Answer by Alon Amit:
How is "actually helping the world run" synonymous with "having a point"? Does music help the world run? Cosmology? Cricket? Sculpture? Ballet? Philosophy? 3D Animation? Archaeology? Caber tossing?
Mathematics is a huge edifice of human thought, more beautiful and deep than anything else for those with the training and inclination to appreciate it. That is point enough.
That's not to say that pure mathematics doesn't also have practical applications – the point is that it doesn't need those in order to matter. But of course, it does have such applications. Time and time again we've learned that mathematical abstractions find unexpected applications, and are in fact completely necessary for us to understand the world around us, and to influence it.
Modern theories of physics – general relativity, quantum field theories, string theory – rely on very deep and abstract mathematical ideas. The study of algorithms and data structures, forming the foundation of computer science, requires a healthy dose of "pure math", and many extremely mundane technologies utilize those ideas (an often-quoted example is Google's original PageRank algorithm, which is an instance of an idea from graph theory). It is hard to imagine modern Economics or Earth sciences without statistics, another field that relies heavily on pure mathematics.

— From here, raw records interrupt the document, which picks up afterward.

//! Share-link codec for xcfg
//! xcfg 的分享链接编解码
//!
//! # Global Strategic Logic / 全局战略逻辑
//! Converts between outbound records and the one-line share links clients
//! exchange (`vless://`, `vmess://`, `trojan://`, `ss://`). Decoding never
//! panics on bad input: the batch layer counts failures and moves on.
//! 在出站记录与分享链接之间转换；解析失败只计数，不中断批处理。
//!
//! ## Entry points / 入口
//! - [`decode_link`] / [`parse_link`]: one link to one [`OutboundRecord`].
//! - [`encode_link`] / [`try_encode_link`]: one record to one link.
//! - [`import_batch`], [`export_batch`], [`import_subscription`]: many at once.
//!
//! [`OutboundRecord`]: xc_config::OutboundRecord

use thiserror::Error;

mod b64;
pub mod batch;
pub mod decode;
pub mod encode;
mod vmess;

pub use batch::{export_batch, import_batch, import_subscription, ImportBatch};
pub use decode::{decode_link, parse_link};
pub use encode::{encode_link, try_encode_link};

#[derive(Debug, Clone, PartialEq, Eq, Error)]
pub enum LinkError {
    #[error("malformed link: {0}")]
    Malformed(String),
    #[error("unsupported scheme: {0}")]
    UnsupportedScheme(String),
    #[error("link has no host")]
    MissingHost,
    #[error("link has no credential")]
    MissingCredential,
    #[error("invalid vmess payload: {0}")]
    VmessPayload(String),
    #[error("protocol {0:?} has no share-link form")]
    NotExportable(String),
    #[error("record is missing {0}")]
    MissingField(&'static str),
}
pub mod check;
pub mod fmt;
pub mod generate;
pub mod links;

use clap::{Parser, Subcommand, ValueEnum};

#[derive(Parser, Debug)]
#[command(name = "xcfg")]
#[command(about = "Validate, format and convert Xray JSON configurations", long_about = None)]
pub struct Args {
    #[command(subcommand)]
    pub command: Commands,
}

#[derive(Subcommand, Debug)]
pub enum Commands {
    /// Run the pre-flight checks on a document
    Check(check::CheckArgs),
    /// Re-emit a document as pretty JSON
    Fmt(fmt::FmtArgs),
    /// 分享链接导入/导出
    Links(links::LinksArgs),
    /// Generate UUIDs, REALITY keys and short ids
    Generate(generate::GenerateArgs),
}

#[derive(ValueEnum, Debug, Clone, Copy, PartialEq, Eq, Default)]
pub enum Format {
    #[default]
    Text,
    Json,
}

However, as I said, most mathematicians – even those working in combinatorics, statistics or theoretical computer science, fields that are very close to engineering – don't need those applications in order to enjoy their work, or justify it. In fact, some of them positively relish the fact that they operate in purely abstract serenity, untainted, as it were, by machineries and technologies and so-called "applications". Hardy famously expressed this view in.
Caring about why every natural number is the sum of four squares requires nothing more than intellectual curiosity, and satisfying our desire to pursue such questions in the name of sheer curiosity is the "point" of pure mathematics.